→ **WORK TASK**:
Write out all of the lines below, exactly and completely.

--

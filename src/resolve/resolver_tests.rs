use crate::descriptor::{assemble_tree, ArrayDescriptor};
use crate::error::FdfError;
use crate::registry::{BackendRegistry, CompressionRegistry};
use crate::resolve::{check_syntax, Resolver};
use crate::types::FdfValue;

use arrow::array::{Array, ArrayRef, AsArray, Int32Array, Int64Array, StringArray};
use arrow::datatypes::{DataType, Int32Type};
use serde_json::json;
use std::sync::Arc;

// Test Helpers
/// An in-memory leaf: `dotted` is the prefix chain, e.g. `"col.__categories__"`.
fn leaf(dotted: &str, backend: &str, data: FdfValue) -> ArrayDescriptor {
    let prefixes = dotted.split('.').map(str::to_string).collect();
    ArrayDescriptor::new(prefixes, Some(backend.to_string()), None)
        .unwrap()
        .with_data(data)
}

fn ints(values: Vec<Option<i64>>) -> FdfValue {
    let array: ArrayRef = Arc::new(Int64Array::from(values));
    array.into()
}

fn strings(values: Vec<&str>) -> FdfValue {
    let array: ArrayRef = Arc::new(StringArray::from(values));
    array.into()
}

fn single_tree(leaves: Vec<ArrayDescriptor>) -> ArrayDescriptor {
    let mut roots = assemble_tree(leaves).unwrap();
    assert_eq!(roots.len(), 1);
    roots.remove(0)
}

fn resolve(root: &ArrayDescriptor) -> Result<FdfValue, FdfError> {
    let backends = BackendRegistry::with_defaults();
    let compressions = CompressionRegistry::with_defaults();
    check_syntax(root)?;
    Resolver::new(&backends, &compressions).resolve(root)
}

#[test]
fn test_plain_leaf_resolves_to_its_data() {
    let root = single_tree(vec![leaf("col", "txt", ints(vec![Some(1), None]))]);
    let value = resolve(&root).unwrap();
    assert_eq!(value.as_array().unwrap().len(), 2);
}

#[test]
fn test_transformer_then_extension_pipeline() {
    let root = single_tree(vec![
        leaf("col.__valuemap__", "json", json!({"lo": "low"}).into()),
        leaf("col", "txt", ints(vec![Some(0), Some(1), Some(0), None])),
        leaf("col.__categories__", "txt", strings(vec!["lo", "hi"])),
    ]);
    let array = resolve(&root).unwrap().into_array("col").unwrap();
    assert_eq!(array.data_type(), &DataType::Utf8);
    assert_eq!(
        array.as_string::<i32>(),
        &StringArray::from(vec![Some("low"), Some("hi"), Some("low"), None])
    );
}

#[test]
fn test_extension_nested_under_transformer_applies_to_labels() {
    let root = single_tree(vec![
        leaf("col", "txt", ints(vec![Some(1), Some(0)])),
        leaf("col.__categories__", "txt", strings(vec!["lo", "hi"])),
        leaf("col.__categories__.__valuemap__", "json", json!({"hi": "high"}).into()),
    ]);
    let array = resolve(&root).unwrap().into_array("col").unwrap();
    let dict = array.as_dictionary::<Int32Type>();
    assert_eq!(
        dict.values().as_string::<i32>(),
        &StringArray::from(vec!["lo", "high"])
    );
    assert_eq!(dict.keys(), &Int32Array::from(vec![1, 0]));
}

#[test]
fn test_plain_children_become_members() {
    let root = single_tree(vec![
        leaf("frame.price", "txt", ints(vec![Some(3)])),
        leaf("frame.meta", "json", json!({"source": "x"}).into()),
    ]);
    let value = resolve(&root).unwrap();
    let members = value.as_members().unwrap();
    assert_eq!(members.keys().collect::<Vec<_>>(), vec!["meta", "price"]);
    assert!(value.member("price").unwrap().as_array().is_some());
}

#[test]
fn test_member_cannot_attach_to_array() {
    let root = single_tree(vec![
        leaf("col", "txt", ints(vec![Some(3)])),
        leaf("col.extra", "txt", ints(vec![Some(4)])),
    ]);
    assert!(matches!(
        resolve(&root),
        Err(FdfError::ArrayFileNameSyntax { .. })
    ));
}

#[test]
fn test_two_column_transformers_fail_syntax_check() {
    let root = single_tree(vec![
        leaf("col", "txt", ints(vec![Some(0)])),
        leaf("col.__categories__", "txt", strings(vec!["a"])),
        leaf("col.__tokenize__", "txt", strings(vec!["b"])),
    ]);
    let err = check_syntax(&root).unwrap_err();
    match err {
        FdfError::ArrayFileNameSyntax { descriptor, reason } => {
            assert_eq!(descriptor, "col.txt");
            assert!(reason.contains("__categories__"));
            assert!(reason.contains("__tokenize__"));
        }
        other => panic!("expected ArrayFileNameSyntax, got {:?}", other),
    }
}

#[test]
fn test_transformer_and_extension_may_coexist() {
    let root = single_tree(vec![
        leaf("col", "txt", ints(vec![Some(0)])),
        leaf("col.__categories__", "txt", strings(vec!["a"])),
        leaf("col.__valuemap__", "json", json!({}).into()),
        leaf("col.__foreignkey__", "json", json!({}).into()),
    ]);
    assert!(check_syntax(&root).is_ok());
}

#[test]
fn test_marker_root_and_double_base_are_rejected() {
    let root = single_tree(vec![leaf("__categories__", "txt", strings(vec!["a"]))]);
    assert!(check_syntax(&root).is_err());

    let root = single_tree(vec![
        leaf("col", "txt", ints(vec![Some(0)])),
        leaf("col.__buffers__.meta", "json", json!({}).into()),
    ]);
    let err = check_syntax(&root).unwrap_err();
    assert!(err.to_string().contains("base provider"));
}

#[test]
fn test_unknown_backend_names_tag_and_descriptor() {
    let root = single_tree(vec![leaf("col", "parquet", FdfValue::Empty)]);
    match resolve(&root).unwrap_err() {
        FdfError::UnknownBackend { tag, descriptor } => {
            assert_eq!(tag, "parquet");
            assert_eq!(descriptor, "col.parquet");
        }
        other => panic!("expected UnknownBackend, got {:?}", other),
    }
}

#[test]
fn test_unsupported_markers_are_not_implemented() {
    for (marker, backend) in [
        ("col.__tokenize__", "txt"),
        ("col.__foreignkey__", "json"),
        ("col.__block__", "txt"),
        ("col.__mystery__", "txt"),
    ] {
        let root = single_tree(vec![
            leaf("col", "txt", ints(vec![Some(0)])),
            leaf(marker, backend, strings(vec!["a"])),
        ]);
        assert!(
            matches!(resolve(&root), Err(FdfError::NotImplemented(_))),
            "{} should not be implemented",
            marker
        );
    }
}

#[test]
fn test_error_in_child_aborts_whole_tree() {
    let root = single_tree(vec![
        leaf("frame.ok", "txt", ints(vec![Some(1)])),
        leaf("frame.bad", "parquet", FdfValue::Empty),
    ]);
    assert!(resolve(&root).is_err());
}

#[test]
fn test_backend_without_path_or_data_is_not_materialized() {
    let root = ArrayDescriptor::new(vec!["col".into()], Some("txt".into()), None).unwrap();
    assert!(matches!(
        resolve(&root),
        Err(FdfError::DescriptorNotMaterialized(_))
    ));
}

--

→ **RESPONSE TO THE TASK**:
filename src/resolve/resolver_tests.rs
use crate::descriptor::{assemble_tree, ArrayDescriptor};
use crate::error::FdfError;
use crate::registry::{BackendRegistry, CompressionRegistry};
use crate::resolve::{check_syntax, Resolver};
use crate::types::FdfValue;

use arrow::array::{Array, ArrayRef, AsArray, Int32Array, Int64Array, StringArray};
use arrow::datatypes::{DataType, Int32Type};
use serde_json::json;
use std::sync::Arc;

// Test Helpers
/// An in-memory leaf: `dotted` is the prefix chain, e.g. `"col.__categories__"`.
fn leaf(dotted: &str, backend: &str, data: FdfValue) -> ArrayDescriptor {
    let prefixes = dotted.split('.').map(str::to_string).collect();
    ArrayDescriptor::new(prefixes, Some(backend.to_string()), None)
        .unwrap()
        .with_data(data)
}

fn ints(values: Vec<Option<i64>>) -> FdfValue {
    let array: ArrayRef = Arc::new(Int64Array::from(values));
    array.into()
}

fn strings(values: Vec<&str>) -> FdfValue {
    let array: ArrayRef = Arc::new(StringArray::from(values));
    array.into()
}

fn single_tree(leaves: Vec<ArrayDescriptor>) -> ArrayDescriptor {
    let mut roots = assemble_tree(leaves).unwrap();
    assert_eq!(roots.len(), 1);
    roots.remove(0)
}

fn resolve(root: &ArrayDescriptor) -> Result<FdfValue, FdfError> {
    let backends = BackendRegistry::with_defaults();
    let compressions = CompressionRegistry::with_defaults();
    check_syntax(root)?;
    Resolver::new(&backends, &compressions).resolve(root)
}

#[test]
fn test_plain_leaf_resolves_to_its_data() {
    let root = single_tree(vec![leaf("col", "txt", ints(vec![Some(1), None]))]);
    let value = resolve(&root).unwrap();
    assert_eq!(value.as_array().unwrap().len(), 2);
}

#[test]
fn test_transformer_then_extension_pipeline() {
    let root = single_tree(vec![
        leaf("col.__valuemap__", "json", json!({"lo": "low"}).into()),
        leaf("col", "txt", ints(vec![Some(0), Some(1), Some(0), None])),
        leaf("col.__categories__", "txt", strings(vec!["lo", "hi"])),
    ]);
    let array = resolve(&root).unwrap().into_array("col").unwrap();
    assert_eq!(array.data_type(), &DataType::Utf8);
    assert_eq!(
        array.as_string::<i32>(),
        &StringArray::from(vec![Some("low"), Some("hi"), Some("low"), None])
    );
}

#[test]
fn test_extension_nested_under_transformer_applies_to_labels() {
    let root = single_tree(vec![
        leaf("col", "txt", ints(vec![Some(1), Some(0)])),
        leaf("col.__categories__", "txt", strings(vec!["lo", "hi"])),
        leaf("col.__categories__.__valuemap__", "json", json!({"hi": "high"}).into()),
    ]);
    let array = resolve(&root).unwrap().into_array("col").unwrap();
    let dict = array.as_dictionary::<Int32Type>();
    assert_eq!(
        dict.values().as_string::<i32>(),
        &StringArray::from(vec!["lo", "high"])
    );
    assert_eq!(dict.keys(), &Int32Array::from(vec![1, 0]));
}

#[test]
fn test_plain_children_become_members() {
    let root = single_tree(vec![
        leaf("frame.price", "txt", ints(vec![Some(3)])),
        leaf("frame.meta", "json", json!({"source": "x"}).into()),
    ]);
    let value = resolve(&root).unwrap();
    let members = value.as_members().unwrap();
    assert_eq!(members.keys().collect::<Vec<_>>(), vec!["meta", "price"]);
    assert!(value.member("price").unwrap().as_array().is_some());
}

#[test]
fn test_member_cannot_attach_to_array() {
    let root = single_tree(vec![
        leaf("col", "txt", ints(vec![Some(3)])),
        leaf("col.extra", "txt", ints(vec![Some(4)])),
    ]);
    assert!(matches!(
        resolve(&root),
        Err(FdfError::ArrayFileNameSyntax { .. })
    ));
}

#[test]
fn test_two_column_transformers_fail_syntax_check() {
    let root = single_tree(vec![
        leaf("col", "txt", ints(vec![Some(0)])),
        leaf("col.__categories__", "txt", strings(vec!["a"])),
        leaf("col.__tokenize__", "txt", strings(vec!["b"])),
    ]);
    let err = check_syntax(&root).unwrap_err();
    match err {
        FdfError::ArrayFileNameSyntax { descriptor, reason } => {
            assert_eq!(descriptor, "col.txt");
            assert!(reason.contains("__categories__"));
            assert!(reason.contains("__tokenize__"));
        }
        other => panic!("expected ArrayFileNameSyntax, got {:?}", other),
    }
}

#[test]
fn test_transformer_and_extension_may_coexist() {
    let root = single_tree(vec![
        leaf("col", "txt", ints(vec![Some(0)])),
        leaf("col.__categories__", "txt", strings(vec!["a"])),
        leaf("col.__valuemap__", "json", json!({}).into()),
        leaf("col.__foreignkey__", "json", json!({}).into()),
    ]);
    assert!(check_syntax(&root).is_ok());
}

#[test]
fn test_marker_root_and_double_base_are_rejected() {
    let root = single_tree(vec![leaf("__categories__", "txt", strings(vec!["a"]))]);
    assert!(check_syntax(&root).is_err());

    let root = single_tree(vec![
        leaf("col", "txt", ints(vec![Some(0)])),
        leaf("col.__buffers__.meta", "json", json!({}).into()),
    ]);
    let err = check_syntax(&root).unwrap_err();
    assert!(err.to_string().contains("base provider"));
}

#[test]
fn test_unknown_backend_names_tag_and_descriptor() {
    let root = single_tree(vec![leaf("col", "parquet", FdfValue::Empty)]);
    match resolve(&root).unwrap_err() {
        FdfError::UnknownBackend { tag, descriptor } => {
            assert_eq!(tag, "parquet");
            assert_eq!(descriptor, "col.parquet");
        }
        other => panic!("expected UnknownBackend, got {:?}", other),
    }
}

#[test]
fn test_unsupported_markers_are_not_implemented() {
    for (marker, backend) in [
        ("col.__tokenize__", "txt"),
        ("col.__foreignkey__", "json"),
        ("col.__block__", "txt"),
        ("col.__mystery__", "txt"),
    ] {
        let root = single_tree(vec![
            leaf("col", "txt", ints(vec![Some(0)])),
            leaf(marker, backend, strings(vec!["a"])),
        ]);
        assert!(
            matches!(resolve(&root), Err(FdfError::NotImplemented(_))),
            "{} should not be implemented",
            marker
        );
    }
}

#[test]
fn test_error_in_child_aborts_whole_tree() {
    let root = single_tree(vec![
        leaf("frame.ok", "txt", ints(vec![Some(1)])),
        leaf("frame.bad", "parquet", FdfValue::Empty),
    ]);
    assert!(resolve(&root).is_err());
}

#[test]
fn test_backend_without_path_or_data_is_not_materialized() {
    let root = ArrayDescriptor::new(vec!["col".into()], Some("txt".into()), None).unwrap();
    assert!(matches!(
        resolve(&root),
        Err(FdfError::DescriptorNotMaterialized(_))
    ));
}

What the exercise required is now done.